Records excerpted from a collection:
◆ ◆ ◆ ◆
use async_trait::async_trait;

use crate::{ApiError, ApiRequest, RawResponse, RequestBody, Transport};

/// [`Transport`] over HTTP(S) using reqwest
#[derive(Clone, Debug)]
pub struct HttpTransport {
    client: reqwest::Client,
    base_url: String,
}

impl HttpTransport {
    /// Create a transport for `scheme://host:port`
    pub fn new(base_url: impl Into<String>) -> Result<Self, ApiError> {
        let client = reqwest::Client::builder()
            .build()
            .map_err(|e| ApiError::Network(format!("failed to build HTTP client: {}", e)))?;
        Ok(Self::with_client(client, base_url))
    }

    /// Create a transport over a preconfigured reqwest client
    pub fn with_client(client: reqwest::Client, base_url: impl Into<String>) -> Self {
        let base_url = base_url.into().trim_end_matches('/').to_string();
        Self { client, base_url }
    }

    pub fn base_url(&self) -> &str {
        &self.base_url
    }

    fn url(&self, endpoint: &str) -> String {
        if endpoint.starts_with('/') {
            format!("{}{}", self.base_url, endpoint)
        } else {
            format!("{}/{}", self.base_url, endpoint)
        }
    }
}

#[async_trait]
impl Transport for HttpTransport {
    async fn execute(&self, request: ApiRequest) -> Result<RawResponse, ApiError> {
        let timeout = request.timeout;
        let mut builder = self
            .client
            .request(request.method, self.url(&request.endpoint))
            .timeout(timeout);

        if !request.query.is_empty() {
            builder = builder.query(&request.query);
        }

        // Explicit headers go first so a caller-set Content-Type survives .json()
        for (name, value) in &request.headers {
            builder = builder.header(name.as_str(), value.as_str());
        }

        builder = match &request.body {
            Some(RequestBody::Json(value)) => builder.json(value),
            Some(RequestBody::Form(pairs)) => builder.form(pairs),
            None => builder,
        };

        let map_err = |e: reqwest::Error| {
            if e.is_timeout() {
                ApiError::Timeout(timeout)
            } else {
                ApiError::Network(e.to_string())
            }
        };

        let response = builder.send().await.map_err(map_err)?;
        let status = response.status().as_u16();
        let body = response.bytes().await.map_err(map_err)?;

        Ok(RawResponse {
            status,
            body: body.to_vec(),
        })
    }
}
◆ ◆ ◆ ◆
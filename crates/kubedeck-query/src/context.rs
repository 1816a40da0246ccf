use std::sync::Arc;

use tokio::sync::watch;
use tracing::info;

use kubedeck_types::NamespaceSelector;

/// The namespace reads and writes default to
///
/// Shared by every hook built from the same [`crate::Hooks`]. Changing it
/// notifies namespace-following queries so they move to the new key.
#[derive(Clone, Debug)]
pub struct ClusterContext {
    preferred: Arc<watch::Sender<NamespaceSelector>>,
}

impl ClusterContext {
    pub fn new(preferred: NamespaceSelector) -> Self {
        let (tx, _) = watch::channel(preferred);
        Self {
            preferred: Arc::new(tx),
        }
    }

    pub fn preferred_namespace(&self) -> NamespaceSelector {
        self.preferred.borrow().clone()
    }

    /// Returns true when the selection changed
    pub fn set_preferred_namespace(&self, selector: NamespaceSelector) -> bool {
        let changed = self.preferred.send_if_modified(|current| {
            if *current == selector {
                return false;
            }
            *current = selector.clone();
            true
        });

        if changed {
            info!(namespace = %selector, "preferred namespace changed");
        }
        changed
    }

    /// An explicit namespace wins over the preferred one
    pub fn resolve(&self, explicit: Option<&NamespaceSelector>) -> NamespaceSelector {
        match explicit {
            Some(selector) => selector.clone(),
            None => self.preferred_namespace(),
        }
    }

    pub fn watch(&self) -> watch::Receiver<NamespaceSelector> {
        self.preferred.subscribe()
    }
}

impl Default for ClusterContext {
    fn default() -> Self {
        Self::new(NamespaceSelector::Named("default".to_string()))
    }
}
◆ ◆ ◆ ◆
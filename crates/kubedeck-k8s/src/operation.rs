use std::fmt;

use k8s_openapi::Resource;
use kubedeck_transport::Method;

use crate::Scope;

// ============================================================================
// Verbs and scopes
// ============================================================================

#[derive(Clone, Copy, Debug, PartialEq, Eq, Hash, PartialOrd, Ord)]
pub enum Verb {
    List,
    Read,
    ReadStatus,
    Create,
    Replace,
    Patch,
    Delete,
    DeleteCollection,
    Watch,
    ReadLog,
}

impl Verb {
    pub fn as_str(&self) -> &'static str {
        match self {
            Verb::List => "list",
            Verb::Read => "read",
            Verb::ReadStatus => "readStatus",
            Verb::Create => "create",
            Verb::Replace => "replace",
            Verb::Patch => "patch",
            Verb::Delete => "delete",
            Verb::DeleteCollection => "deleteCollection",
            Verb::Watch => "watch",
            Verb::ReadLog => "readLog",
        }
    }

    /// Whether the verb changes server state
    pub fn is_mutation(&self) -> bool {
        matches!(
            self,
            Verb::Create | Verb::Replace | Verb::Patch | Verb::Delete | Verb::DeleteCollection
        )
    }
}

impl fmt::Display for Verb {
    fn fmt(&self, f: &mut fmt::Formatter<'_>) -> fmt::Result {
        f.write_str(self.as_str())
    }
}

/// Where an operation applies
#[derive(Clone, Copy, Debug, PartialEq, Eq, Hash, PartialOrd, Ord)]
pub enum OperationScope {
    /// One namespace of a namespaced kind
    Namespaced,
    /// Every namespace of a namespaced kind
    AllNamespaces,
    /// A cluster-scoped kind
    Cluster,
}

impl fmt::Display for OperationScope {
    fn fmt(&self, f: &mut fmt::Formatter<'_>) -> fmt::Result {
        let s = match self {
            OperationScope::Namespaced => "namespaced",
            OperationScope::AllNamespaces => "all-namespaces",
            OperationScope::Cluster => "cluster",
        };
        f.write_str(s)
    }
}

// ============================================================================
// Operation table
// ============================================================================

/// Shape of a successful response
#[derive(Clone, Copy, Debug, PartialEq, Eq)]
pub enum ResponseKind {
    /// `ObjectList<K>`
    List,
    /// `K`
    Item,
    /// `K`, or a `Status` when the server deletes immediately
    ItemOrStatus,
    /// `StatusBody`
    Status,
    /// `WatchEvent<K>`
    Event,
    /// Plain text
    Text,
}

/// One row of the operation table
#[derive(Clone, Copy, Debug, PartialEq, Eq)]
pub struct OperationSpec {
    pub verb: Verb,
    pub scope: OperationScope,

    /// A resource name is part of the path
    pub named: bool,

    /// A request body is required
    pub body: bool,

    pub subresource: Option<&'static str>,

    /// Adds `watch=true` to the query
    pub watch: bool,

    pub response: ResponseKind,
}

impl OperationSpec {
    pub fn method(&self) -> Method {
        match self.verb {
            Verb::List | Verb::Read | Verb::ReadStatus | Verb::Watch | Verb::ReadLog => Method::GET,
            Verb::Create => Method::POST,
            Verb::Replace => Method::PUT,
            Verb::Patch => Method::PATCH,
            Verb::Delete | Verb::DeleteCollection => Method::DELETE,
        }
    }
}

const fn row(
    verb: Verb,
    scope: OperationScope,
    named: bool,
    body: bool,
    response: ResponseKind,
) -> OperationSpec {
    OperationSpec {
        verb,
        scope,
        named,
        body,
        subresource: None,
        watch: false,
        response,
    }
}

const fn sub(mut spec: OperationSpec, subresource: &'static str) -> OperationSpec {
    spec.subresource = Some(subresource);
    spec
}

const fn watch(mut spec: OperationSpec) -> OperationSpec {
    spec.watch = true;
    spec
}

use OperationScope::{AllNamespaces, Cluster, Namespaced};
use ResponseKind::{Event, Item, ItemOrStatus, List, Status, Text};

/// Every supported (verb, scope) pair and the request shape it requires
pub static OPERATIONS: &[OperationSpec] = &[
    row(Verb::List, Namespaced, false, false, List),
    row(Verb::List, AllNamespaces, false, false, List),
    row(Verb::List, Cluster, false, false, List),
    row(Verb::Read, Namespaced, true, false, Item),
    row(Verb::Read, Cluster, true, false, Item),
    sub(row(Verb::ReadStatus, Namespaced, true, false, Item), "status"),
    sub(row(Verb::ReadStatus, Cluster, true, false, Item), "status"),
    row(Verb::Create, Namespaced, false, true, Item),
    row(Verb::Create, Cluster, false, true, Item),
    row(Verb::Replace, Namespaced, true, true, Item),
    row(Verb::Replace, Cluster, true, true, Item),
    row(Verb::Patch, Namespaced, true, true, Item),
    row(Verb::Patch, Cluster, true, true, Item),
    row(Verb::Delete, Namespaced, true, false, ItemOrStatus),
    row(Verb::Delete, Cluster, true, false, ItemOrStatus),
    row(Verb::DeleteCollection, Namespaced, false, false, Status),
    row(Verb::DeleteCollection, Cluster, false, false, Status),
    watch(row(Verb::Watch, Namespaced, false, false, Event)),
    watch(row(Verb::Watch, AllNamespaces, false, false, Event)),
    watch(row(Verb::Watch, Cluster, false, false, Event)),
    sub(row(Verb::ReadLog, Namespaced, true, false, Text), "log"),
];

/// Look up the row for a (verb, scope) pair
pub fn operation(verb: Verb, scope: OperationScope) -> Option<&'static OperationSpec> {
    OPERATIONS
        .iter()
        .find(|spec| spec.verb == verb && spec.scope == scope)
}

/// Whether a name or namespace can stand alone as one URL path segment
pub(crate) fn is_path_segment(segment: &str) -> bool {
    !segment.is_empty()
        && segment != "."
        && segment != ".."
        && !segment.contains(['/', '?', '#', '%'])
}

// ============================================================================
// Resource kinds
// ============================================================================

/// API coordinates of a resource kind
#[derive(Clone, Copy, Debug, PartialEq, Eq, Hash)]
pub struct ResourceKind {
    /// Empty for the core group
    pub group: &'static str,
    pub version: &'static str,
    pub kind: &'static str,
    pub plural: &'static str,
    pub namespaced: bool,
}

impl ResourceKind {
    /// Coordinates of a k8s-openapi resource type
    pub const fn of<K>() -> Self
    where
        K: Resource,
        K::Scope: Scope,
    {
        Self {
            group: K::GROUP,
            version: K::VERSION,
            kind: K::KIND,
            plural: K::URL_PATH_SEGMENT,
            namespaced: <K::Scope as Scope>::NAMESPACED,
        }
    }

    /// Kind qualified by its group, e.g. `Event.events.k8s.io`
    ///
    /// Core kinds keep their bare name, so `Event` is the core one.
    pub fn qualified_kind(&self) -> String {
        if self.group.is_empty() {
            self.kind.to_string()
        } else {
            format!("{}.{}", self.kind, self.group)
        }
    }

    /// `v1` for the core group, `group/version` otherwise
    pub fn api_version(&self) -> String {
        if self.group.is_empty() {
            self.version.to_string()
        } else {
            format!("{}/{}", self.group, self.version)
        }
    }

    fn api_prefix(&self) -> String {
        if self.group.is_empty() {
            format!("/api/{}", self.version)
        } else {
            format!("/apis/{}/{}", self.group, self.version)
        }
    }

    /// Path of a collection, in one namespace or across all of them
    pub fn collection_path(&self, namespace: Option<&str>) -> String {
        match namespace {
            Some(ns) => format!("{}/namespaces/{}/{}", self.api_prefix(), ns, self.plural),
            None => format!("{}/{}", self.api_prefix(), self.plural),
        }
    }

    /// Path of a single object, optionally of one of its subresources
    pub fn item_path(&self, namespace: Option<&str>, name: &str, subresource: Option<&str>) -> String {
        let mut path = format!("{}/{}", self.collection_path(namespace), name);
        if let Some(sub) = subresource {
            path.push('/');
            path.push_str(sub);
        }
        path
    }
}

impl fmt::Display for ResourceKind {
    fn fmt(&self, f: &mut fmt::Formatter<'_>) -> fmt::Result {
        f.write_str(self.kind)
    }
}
◆ ◆ ◆ ◆
§ **REQUIREMENT**
Using the entries, return every line where the word "query" can be found.

§ **RESPONSE TO THIS TASK**
        if !request.query.is_empty() {
            builder = builder.query(&request.query);
filename crates/kubedeck-query/src/context.rs
    /// Adds `watch=true` to the query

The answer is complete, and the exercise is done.